Might we not say that this was intended for Hume, whose character of the illustrious reformer every one must recollect? Luther's character, by the way, has had but little justice done to it in this country; the extravagant eulogiums of bigots and enthusiasts in religion are rather injurious to it than otherwise. Dr. Lingard, as he was in duty bound, has taken care that it should possess no moral dignity; and Mr.Hallam hints pretty clearly that he was mad, at least north-north-west, though, when the wind was southerly, he might be able to tell a hawk from a handsaw." But in the beautiful and, philosophic fragment of the late Sir J. Mackintosh on the history of England, Luther's character, in common with every other, has been amply vindicated. Ere we quit this subject, we will observe what an awful warning the fate of Hume holds out to the historian. Notwithstanding the charms of an exquisite style, views and reflections of the finest philosophy, insight the most profound into the human heart, his character as a historian is irrecoverably gone, because he was negligent of truth: he sacrificed all to paltry party-prejudice, and he has received his reward.
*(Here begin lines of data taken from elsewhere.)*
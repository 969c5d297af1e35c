//! Arithmetic on `Number`
//!
//! Plain assertions, an expected-error assertion and a parametrized
//! multiplication table.
//!
//! ```bash
//! cargo test --test math_examples
//! ```

use accum::{Error, Number};
use rstest::rstest;

#[test]
fn test_one_plus_one() {
    assert_eq!(Number::Int(1) + Number::Int(1), Number::Int(2));
}

#[test]
fn test_one_plus_two() {
    let a = Number::Int(1);
    let b = Number::Int(2);
    let c = Number::Int(3);
    assert_eq!(a + b, c);
}

#[test]
fn test_divide_by_zero() {
    let err = Number::Int(1).checked_div(Number::Int(0)).unwrap_err();

    assert_eq!(err, Error::DivisionByZero);
    assert!(err.to_string().contains("division by zero"));
}

#[test]
fn test_divide_float_by_zero() {
    let result = Number::Float(1.0).checked_div(Number::Float(0.0));
    assert!(matches!(result, Err(Error::DivisionByZero)));
}

#[test]
#[should_panic(expected = "division by zero")]
fn test_divide_by_zero_surfaces_message() {
    if let Err(e) = Number::Int(1).checked_div(Number::Int(0)) {
        panic!("{e}");
    }
}

#[rstest]
#[case::positive_integers(Number::Int(2), Number::Int(3), Number::Int(6))]
#[case::identity(Number::Int(1), Number::Int(99), Number::Int(99))]
#[case::zero(Number::Int(0), Number::Int(99), Number::Int(0))]
#[case::positive_by_negative(Number::Int(3), Number::Int(-4), Number::Int(-12))]
#[case::negative_by_negative(Number::Int(-5), Number::Int(-5), Number::Int(25))]
#[case::floats(Number::Float(2.5), Number::Float(6.7), Number::Float(16.75))]
fn test_multiplication(#[case] a: Number, #[case] b: Number, #[case] product: Number) {
    assert_eq!(a * b, product);
}

#[rstest]
#[case::exact(Number::Int(6), Number::Int(3), Number::Float(2.0))]
#[case::fractional(Number::Int(3), Number::Int(2), Number::Float(1.5))]
#[case::negative(Number::Float(-7.5), Number::Int(3), Number::Float(-2.5))]
fn test_true_division(#[case] a: Number, #[case] b: Number, #[case] quotient: Number) {
    let result = a.checked_div(b).unwrap();
    assert!(result.is_float());
    assert_eq!(result, quotient);
}
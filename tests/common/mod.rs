//! Shared fixtures for all integration test suites.
//!
//! Import via `#[path = "../common/mod.rs"] mod common;` from any test's main.rs.

#![allow(dead_code)]
#![allow(unused_imports)]

use std::sync::Once;

// `::accum` keeps the crate path distinct from the `accum` fixture below.
pub use ::accum::{AccumConfig, Accumulator, Error, Number, NumericMode, CONFIG_FILE_NAME};
pub use rstest::fixture;

static INIT_TRACING: Once = Once::new();

/// Route `tracing` output through the test harness so it shows up with
/// `--nocapture` and stays attached to the failing test otherwise.
pub fn init_tracing() {
    INIT_TRACING.call_once(|| {
        let _ = tracing_subscriber::fmt()
            .with_max_level(tracing::Level::TRACE)
            .with_test_writer()
            .try_init();
    });
}

// ============================================================================
// Fixtures
// ============================================================================

/// Fresh integer accumulator.
#[fixture]
pub fn accum() -> Accumulator {
    init_tracing();
    Accumulator::new()
}

/// Second, independent integer accumulator.
#[fixture]
pub fn accum2() -> Accumulator {
    Accumulator::new()
}

/// Fresh dynamically typed accumulator starting at `Int(0)`.
#[fixture]
pub fn dynamic_accum() -> Accumulator<Number> {
    init_tracing();
    Accumulator::from_config(&AccumConfig::default())
}

/// Fresh float accumulator.
#[fixture]
pub fn float_accum() -> Accumulator<f64> {
    Accumulator::empty()
}
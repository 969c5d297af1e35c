//! Error types for accum
//!
//! This module defines all error types used throughout the workspace.
//! We use `thiserror` for automatic `Display` and `Error` trait implementations.

use thiserror::Error;

/// Result type alias for accum operations
pub type Result<T> = std::result::Result<T, Error>;

/// Error types for accum
#[derive(Debug, Clone, PartialEq, Eq, Error)]
pub enum Error {
    /// Attempted to assign an attribute that only exposes a getter
    ///
    /// A tally changes through its increment operations, never by assignment.
    #[error("can't set attribute '{name}'")]
    ReadOnlyAttribute {
        /// Attribute that was targeted
        name: String,
    },

    /// Attribute name is not exposed by the target
    #[error("no attribute named '{name}'")]
    UnknownAttribute {
        /// Attribute that was requested
        name: String,
    },

    /// Division with a zero divisor
    #[error("division by zero")]
    DivisionByZero,

    /// Configuration could not be read, parsed or written
    #[error("Config error: {0}")]
    Config(String),
}

impl Error {
    /// Build a read-only violation for `name`
    pub fn read_only(name: impl Into<String>) -> Self {
        Error::ReadOnlyAttribute { name: name.into() }
    }

    /// Build an unknown-attribute error for `name`
    pub fn unknown_attribute(name: impl Into<String>) -> Self {
        Error::UnknownAttribute { name: name.into() }
    }

    /// Build a configuration error
    pub fn config(message: impl Into<String>) -> Self {
        Error::Config(message.into())
    }

    /// Stable, machine-readable code for this error
    pub fn reason_code(&self) -> &'static str {
        match self {
            Error::ReadOnlyAttribute { .. } => "read_only_attribute",
            Error::UnknownAttribute { .. } => "unknown_attribute",
            Error::DivisionByZero => "division_by_zero",
            Error::Config(_) => "config",
        }
    }
}
//! Accumulator: a running total with a read-only tally
//!
//! ## Design
//!
//! The tally lives in a private field. Callers read it with
//! [`Accumulator::count`] and change it only through [`Accumulator::increment`]
//! and [`Accumulator::increment_by`]. Assigning to it does not compile:
//!
//! ```rust,compile_fail
//! use accum_primitives::Accumulator;
//!
//! let mut accum = Accumulator::new();
//! accum.count = 10;
//! ```
//!
//! Callers that address attributes by name go through
//! [`Accumulator::get_attr`] and [`Accumulator::set_attr`]. Setting `count`
//! that way fails with [`Error::ReadOnlyAttribute`] and leaves the tally
//! untouched.
//!
//! ## Amounts
//!
//! Increments are never validated. Negative and zero amounts are accepted
//! for every tally type, fractional ones wherever `T` can represent them.

use crate::config::AccumConfig;
use crate::tally::Tally;
use accum_core::{Error, Number, Result};
use tracing::{trace, warn};

/// Name under which the tally is exposed to the attribute surface
pub const COUNT_ATTR: &str = "count";

/// Running total of the amounts added to it
///
/// ## Example
///
/// A [`Number`] tally takes any amount and adds it exactly, widening to a
/// float once a fraction arrives:
///
/// ```rust
/// use accum_core::Number;
/// use accum_primitives::Accumulator;
///
/// let mut accum = Accumulator::<Number>::empty();
/// accum.increment();
/// accum.increment_by(3);
/// assert!(accum.count().is_int());
///
/// accum.increment_by(0.5);
/// assert_eq!(accum.count(), Number::Float(4.5));
/// ```
///
/// The default tally is `i64`:
///
/// ```rust
/// use accum_primitives::Accumulator;
///
/// let mut accum = Accumulator::new();
/// accum.increment_by(3);
/// assert_eq!(accum.count(), 3);
/// ```
///
/// ## Saturation
///
/// Integer tallies (`i32`, `i64`) saturate at their bounds. Past
/// `i64::MAX` an increment leaves the count at `i64::MAX` instead of adding
/// the amount, so the "increases by exactly `x`" guarantee holds only while
/// the total stays in range. Use a [`Number`] tally when totals may
/// overflow; it widens to a float instead.
///
/// ```rust
/// use accum_primitives::Accumulator;
///
/// let mut accum = Accumulator::new();
/// accum.increment_by(i64::MAX);
/// accum.increment();
/// assert_eq!(accum.count(), i64::MAX);
/// ```
#[derive(Debug, Clone, PartialEq)]
pub struct Accumulator<T: Tally = i64> {
    count: T,
}

impl Accumulator {
    /// Create an integer accumulator with a count of zero
    pub fn new() -> Self {
        Self::empty()
    }
}

impl<T: Tally> Accumulator<T> {
    /// Create an accumulator of any tally type with a count of zero
    pub fn empty() -> Self {
        Self { count: T::ZERO }
    }

    /// Current tally
    pub fn count(&self) -> T {
        self.count
    }

    /// Add one to the tally
    pub fn increment(&mut self) {
        self.increment_by(T::ONE);
    }

    /// Add `amount` to the tally
    pub fn increment_by(&mut self, amount: impl Into<T>) {
        let amount = amount.into();
        self.count = self.count.accumulate(amount);
        trace!(?amount, count = ?self.count, "Accumulator incremented");
    }

    /// Read an attribute by name
    ///
    /// # Errors
    ///
    /// Returns [`Error::UnknownAttribute`] for any name other than `count`.
    pub fn get_attr(&self, name: &str) -> Result<Number> {
        match name {
            COUNT_ATTR => Ok(self.count.into_number()),
            _ => Err(Error::unknown_attribute(name)),
        }
    }

    /// Assign an attribute by name
    ///
    /// The accumulator has no assignable attributes, so this never succeeds
    /// and never changes the tally.
    ///
    /// # Errors
    ///
    /// Returns [`Error::ReadOnlyAttribute`] for `count` and
    /// [`Error::UnknownAttribute`] for anything else.
    pub fn set_attr(&mut self, name: &str, value: impl Into<Number>) -> Result<()> {
        let value = value.into();
        match name {
            COUNT_ATTR => {
                warn!(
                    attempted = %value,
                    count = ?self.count,
                    "Rejected assignment to read-only count"
                );
                Err(Error::read_only(name))
            }
            _ => Err(Error::unknown_attribute(name)),
        }
    }
}

impl Accumulator<Number> {
    /// Create a dynamically typed accumulator whose zero follows `config`
    pub fn from_config(config: &AccumConfig) -> Self {
        Self {
            count: config.numeric.zero(),
        }
    }
}

impl<T: Tally> Default for Accumulator<T> {
    fn default() -> Self {
        Self::empty()
    }
}
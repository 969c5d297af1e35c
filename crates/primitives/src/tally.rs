//! Numeric types an [`Accumulator`](crate::Accumulator) can hold
//!
//! Integer tallies saturate at their bounds and `Number` tallies widen to
//! float, so accumulating never panics.

use accum_core::Number;
use std::fmt;

/// A value that can be summed into a running total
pub trait Tally: Copy + PartialEq + fmt::Debug {
    /// Starting value of a fresh tally
    const ZERO: Self;

    /// Amount added by a bare increment
    const ONE: Self;

    /// Add `amount` to `self`, returning the new total
    fn accumulate(self, amount: Self) -> Self;

    /// Convert to the dynamically typed representation
    fn into_number(self) -> Number;
}

macro_rules! int_tally {
    ($($t:ty),*) => {$(
        impl Tally for $t {
            const ZERO: Self = 0;
            const ONE: Self = 1;

            #[inline]
            fn accumulate(self, amount: Self) -> Self {
                self.saturating_add(amount)
            }

            fn into_number(self) -> Number {
                Number::from(self)
            }
        }
    )*};
}

macro_rules! float_tally {
    ($($t:ty),*) => {$(
        impl Tally for $t {
            const ZERO: Self = 0.0;
            const ONE: Self = 1.0;

            #[inline]
            fn accumulate(self, amount: Self) -> Self {
                self + amount
            }

            fn into_number(self) -> Number {
                Number::from(self)
            }
        }
    )*};
}

int_tally!(i32, i64);
float_tally!(f32, f64);

impl Tally for Number {
    const ZERO: Self = Number::ZERO;
    const ONE: Self = Number::ONE;

    #[inline]
    fn accumulate(self, amount: Self) -> Self {
        self + amount
    }

    fn into_number(self) -> Number {
        self
    }
}
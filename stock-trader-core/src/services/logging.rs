//! Logging service

use crate::models::LogLevel;
use tracing_subscriber::EnvFilter;

/// Filter directive for `level` across the library and the binary
pub fn default_filter(level: LogLevel) -> String {
    let level = level.as_str();
    format!("stock_trader_core={level},stock_trader={level}")
}

/// Initialize logging with the specified level.
///
/// `RUST_LOG` wins when set. Output goes to stderr so `--json` output on
/// stdout stays machine readable.
pub fn init_logging(level: LogLevel) -> Result<(), Box<dyn std::error::Error + Send + Sync>> {
    let filter = EnvFilter::try_from_default_env()
        .or_else(|_| EnvFilter::try_new(default_filter(level)))?;

    tracing_subscriber::fmt()
        .with_env_filter(filter)
        .with_writer(std::io::stderr)
        .try_init()
}
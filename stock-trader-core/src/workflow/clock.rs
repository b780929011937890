//! Time source used by the retry engine and the scheduler

use async_trait::async_trait;
use chrono::{DateTime, Utc};
use std::sync::{Arc, Mutex, MutexGuard};
use std::time::Duration;

/// Wall-clock reads and suspension, injectable for tests
#[async_trait]
pub trait Clock: Send + Sync {
    /// Current wall-clock time
    fn now(&self) -> DateTime<Utc>;

    /// Suspend the calling task for `duration`
    async fn sleep(&self, duration: Duration);
}

/// Production clock: system wall time and tokio timers
#[derive(Debug, Clone, Copy, Default)]
pub struct TokioClock;

impl TokioClock {
    pub fn new() -> Self {
        Self
    }
}

#[async_trait]
impl Clock for TokioClock {
    fn now(&self) -> DateTime<Utc> {
        Utc::now()
    }

    async fn sleep(&self, duration: Duration) {
        tokio::time::sleep(duration).await;
    }
}

/// Virtual clock: sleeping advances virtual time immediately and is recorded
#[derive(Clone)]
pub struct ManualClock {
    inner: Arc<Mutex<ManualClockState>>,
}

struct ManualClockState {
    now: DateTime<Utc>,
    sleeps: Vec<Duration>,
}

impl ManualClock {
    pub fn new(start: DateTime<Utc>) -> Self {
        Self {
            inner: Arc::new(Mutex::new(ManualClockState {
                now: start,
                sleeps: Vec::new(),
            })),
        }
    }

    fn state(&self) -> MutexGuard<'_, ManualClockState> {
        self.inner.lock().unwrap_or_else(|poisoned| poisoned.into_inner())
    }

    /// Move virtual time forward without recording a sleep
    pub fn advance(&self, duration: Duration) {
        let mut state = self.state();
        state.now = add_std(state.now, duration);
    }

    /// Every sleep requested so far, in order
    pub fn sleeps(&self) -> Vec<Duration> {
        self.state().sleeps.clone()
    }

    /// Sum of all recorded sleeps
    pub fn total_slept(&self) -> Duration {
        self.state().sleeps.iter().sum()
    }
}

#[async_trait]
impl Clock for ManualClock {
    fn now(&self) -> DateTime<Utc> {
        self.state().now
    }

    async fn sleep(&self, duration: Duration) {
        {
            let mut state = self.state();
            state.sleeps.push(duration);
            state.now = add_std(state.now, duration);
        }
        // let other tasks observe the new time before this one resumes
        tokio::task::yield_now().await;
    }
}

fn add_std(at: DateTime<Utc>, duration: Duration) -> DateTime<Utc> {
    at + chrono::Duration::from_std(duration).unwrap_or_else(|_| chrono::Duration::zero())
}
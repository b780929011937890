//! Configuration data structures

use crate::workflow::cadence::Cadence;
use crate::workflow::persistence::DEFAULT_JOURNAL_RETENTION;
use serde::{Deserialize, Serialize};
use std::path::{Path, PathBuf};

/// Logging level configuration
#[derive(Debug, Clone, Copy, Serialize, Deserialize, Default, PartialEq, Eq)]
pub enum LogLevel {
    #[serde(rename = "error")]
    Error,
    #[serde(rename = "warn")]
    Warn,
    #[serde(rename = "info")]
    #[default]
    Info,
    #[serde(rename = "debug")]
    Debug,
    #[serde(rename = "trace")]
    Trace,
}

impl LogLevel {
    pub fn as_str(&self) -> &'static str {
        match self {
            LogLevel::Error => "error",
            LogLevel::Warn => "warn",
            LogLevel::Info => "info",
            LogLevel::Debug => "debug",
            LogLevel::Trace => "trace",
        }
    }
}

/// Main configuration structure
#[derive(Debug, Clone, Serialize, Deserialize)]
#[serde(default)]
pub struct Configuration {
    /// Logging verbosity level
    pub log_level: LogLevel,
    /// Cron-like trigger cadence (minute granularity)
    pub schedule: String,
    /// JSON file holding recorded transactions
    pub transaction_store_path: PathBuf,
    /// JSON file holding the execution journal
    pub journal_path: PathBuf,
    /// Finished executions kept in the journal before the oldest are pruned
    pub journal_retention: usize,
    /// Lowest price the simulated market quotes
    pub min_price: u32,
    /// Highest price the simulated market quotes
    pub max_price: u32,
}

impl Default for Configuration {
    fn default() -> Self {
        let data_dir = default_data_dir();
        Self {
            log_level: LogLevel::Info,
            schedule: "* * * * *".to_string(), // every minute
            transaction_store_path: data_dir.join("transactions.json"),
            journal_path: data_dir.join("journal.json"),
            journal_retention: DEFAULT_JOURNAL_RETENTION,
            min_price: 0,
            max_price: 100,
        }
    }
}

impl Configuration {
    /// Load configuration from file
    pub fn load_from_file(path: &Path) -> anyhow::Result<Self> {
        if path.exists() {
            let content = std::fs::read_to_string(path)?;
            let config: Configuration = toml::from_str(&content)?;
            Ok(config)
        } else {
            // Return default configuration if file doesn't exist
            Ok(Configuration::default())
        }
    }

    /// Save configuration to file
    pub fn save_to_file(&self, path: &Path) -> anyhow::Result<()> {
        let content = toml::to_string_pretty(self)?;
        if let Some(parent) = path.parent() {
            std::fs::create_dir_all(parent)?;
        }
        std::fs::write(path, content)?;
        Ok(())
    }

    /// Get the XDG config directory path
    pub fn default_config_path() -> anyhow::Result<PathBuf> {
        let config_dir = dirs::config_dir()
            .ok_or_else(|| anyhow::anyhow!("Could not determine config directory"))?;
        Ok(config_dir.join("stock-trader").join("config.toml"))
    }

    /// Parsed trigger cadence
    pub fn cadence(&self) -> Result<Cadence, crate::error::CadenceError> {
        self.schedule.parse()
    }

    /// Validate configuration values
    pub fn validate(&self) -> Result<(), Vec<String>> {
        let mut errors = Vec::new();

        if let Err(e) = self.cadence() {
            errors.push(format!("schedule is invalid: {}", e));
        }

        if self.max_price == 0 {
            errors.push("max_price must be greater than 0".to_string());
        }

        if self.min_price > self.max_price {
            errors.push("min_price cannot exceed max_price".to_string());
        }

        if self.journal_retention == 0 {
            errors.push("journal_retention must be greater than 0".to_string());
        }

        if self.transaction_store_path.as_os_str().is_empty() {
            errors.push("transaction_store_path cannot be empty".to_string());
        }

        if errors.is_empty() {
            Ok(())
        } else {
            Err(errors)
        }
    }
}

fn default_data_dir() -> PathBuf {
    let home = dirs::home_dir().unwrap_or_else(|| PathBuf::from("."));
    home.join(".stock-trader")
}

#[cfg(test)]
mod tests {
    use super::*;
    use tempfile::tempdir;

    #[test]
    fn test_default_configuration() {
        let config = Configuration::default();
        assert_eq!(config.schedule, "* * * * *");
        assert_eq!(config.min_price, 0);
        assert_eq!(config.max_price, 100);
        assert!(config.validate().is_ok());
    }

    #[test]
    fn test_journal_retention_defaults_and_validation() {
        let config: Configuration = toml::from_str("max_price = 60\n").unwrap();
        assert_eq!(config.journal_retention, DEFAULT_JOURNAL_RETENTION);

        let config = Configuration {
            journal_retention: 0,
            ..Configuration::default()
        };
        let errors = config.validate().unwrap_err();
        assert!(errors.iter().any(|e| e.contains("journal_retention")));
    }

    #[test]
    fn test_configuration_validation() {
        let config = Configuration {
            schedule: "every minute".to_string(),
            min_price: 80,
            max_price: 20,
            ..Configuration::default()
        };

        let errors = config.validate().unwrap_err();
        assert!(errors.iter().any(|e| e.contains("schedule")));
        assert!(errors.iter().any(|e| e.contains("min_price")));
    }

    #[test]
    fn test_partial_file_uses_defaults() {
        let config: Configuration = toml::from_str("log_level = \"debug\"\nmax_price = 60\n").unwrap();
        assert_eq!(config.log_level, LogLevel::Debug);
        assert_eq!(config.max_price, 60);
        assert_eq!(config.schedule, "* * * * *");
    }

    #[test]
    fn test_config_file_operations() {
        let temp_dir = tempdir().unwrap();
        let config_path = temp_dir.path().join("nested").join("config.toml");

        let config = Configuration {
            schedule: "*/5 * * * *".to_string(),
            journal_path: temp_dir.path().join("journal.json"),
            ..Configuration::default()
        };

        config.save_to_file(&config_path).unwrap();
        assert!(config_path.exists());

        let loaded = Configuration::load_from_file(&config_path).unwrap();
        assert_eq!(loaded.schedule, "*/5 * * * *");
        assert_eq!(loaded.journal_path, temp_dir.path().join("journal.json"));
    }

    #[test]
    fn test_missing_file_yields_defaults() {
        let temp_dir = tempdir().unwrap();
        let loaded = Configuration::load_from_file(&temp_dir.path().join("absent.toml")).unwrap();
        assert_eq!(loaded.max_price, 100);
    }
}
//! Collaborator seams: task invocation and transaction recording

use crate::error::TaskError;
use crate::models::payload::{ExecutionPayload, STOCK_PRICE};
use crate::models::transaction::TransactionRecord;
use async_trait::async_trait;
use serde::{Deserialize, Serialize};
use serde_json::Value;
use std::fmt;

/// External operations the workflow invokes
#[derive(Debug, Clone, Copy, Serialize, Deserialize, PartialEq, Eq, Hash)]
pub enum Operation {
    CheckPrice,
    BuyStock,
    SellStock,
}

impl Operation {
    pub const ALL: [Operation; 3] = [
        Operation::CheckPrice,
        Operation::BuyStock,
        Operation::SellStock,
    ];

    pub fn name(&self) -> &'static str {
        match self {
            Operation::CheckPrice => "CheckPrice",
            Operation::BuyStock => "BuyStock",
            Operation::SellStock => "SellStock",
        }
    }

    /// Fields a successful result must contain
    pub fn required_outputs(&self) -> &'static [&'static str] {
        match self {
            Operation::CheckPrice => &[STOCK_PRICE],
            Operation::BuyStock | Operation::SellStock => {
                &["id", "type", "price", "qty", "timestamp"]
            }
        }
    }

    /// Check a task result against the operation's output contract
    pub fn check_output(&self, result: &Value) -> Result<(), TaskError> {
        let fields = result.as_object().ok_or_else(|| {
            TaskError::runtime(format!("{} must return a JSON object", self.name()))
        })?;

        let missing: Vec<&str> = self
            .required_outputs()
            .iter()
            .copied()
            .filter(|key| !fields.contains_key(*key))
            .collect();

        if missing.is_empty() {
            Ok(())
        } else {
            Err(TaskError::runtime(format!(
                "{} result is missing field(s): {}",
                self.name(),
                missing.join(", ")
            )))
        }
    }
}

impl fmt::Display for Operation {
    fn fmt(&self, f: &mut fmt::Formatter<'_>) -> fmt::Result {
        f.write_str(self.name())
    }
}

/// Invokes one of the named external operations.
///
/// Implementations are stateless with respect to executions: everything an
/// operation needs arrives in the payload.
#[async_trait]
pub trait TaskInvoker: Send + Sync {
    async fn invoke(
        &self,
        operation: Operation,
        payload: &ExecutionPayload,
    ) -> Result<Value, TaskError>;
}

/// Appends transaction records to a durable store keyed by `Id`.
///
/// `put` must be idempotent per Id so a retried write never duplicates a
/// record.
#[async_trait]
pub trait TransactionRecorder: Send + Sync {
    async fn put(&self, record: &TransactionRecord) -> Result<(), TaskError>;

    /// Name of the backing store, for operational output
    fn store_name(&self) -> String;
}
Gibbon was too wise to withdraw himself from the restraints of truth: his historical veracity is, we believe, unimpeachable, though, like all others, he was subject to error, and has occasionally fallen into it. His sneers at religion and his indecency have brought on him the most degrading of punishments, by subjecting him to the emasculating operation of Mr. Bowdler. This last most calamitous fate, Niebuhr, thank heaven! need not apprehend, though it has been hinted in a certain quarter that he is not undeserving of it, as having sitten " in the seat of the scornful." His pages would, we apprehend, be rather tough food for the young scions of pious families, and no process could ever make it suitable to their tender digestion; but we can assure them that when they shall have arrived at sufficient knowledge (and that is no small quantity) to be able to understand him, they may read him without apprehension, at least as far as their moral feelings are concerned.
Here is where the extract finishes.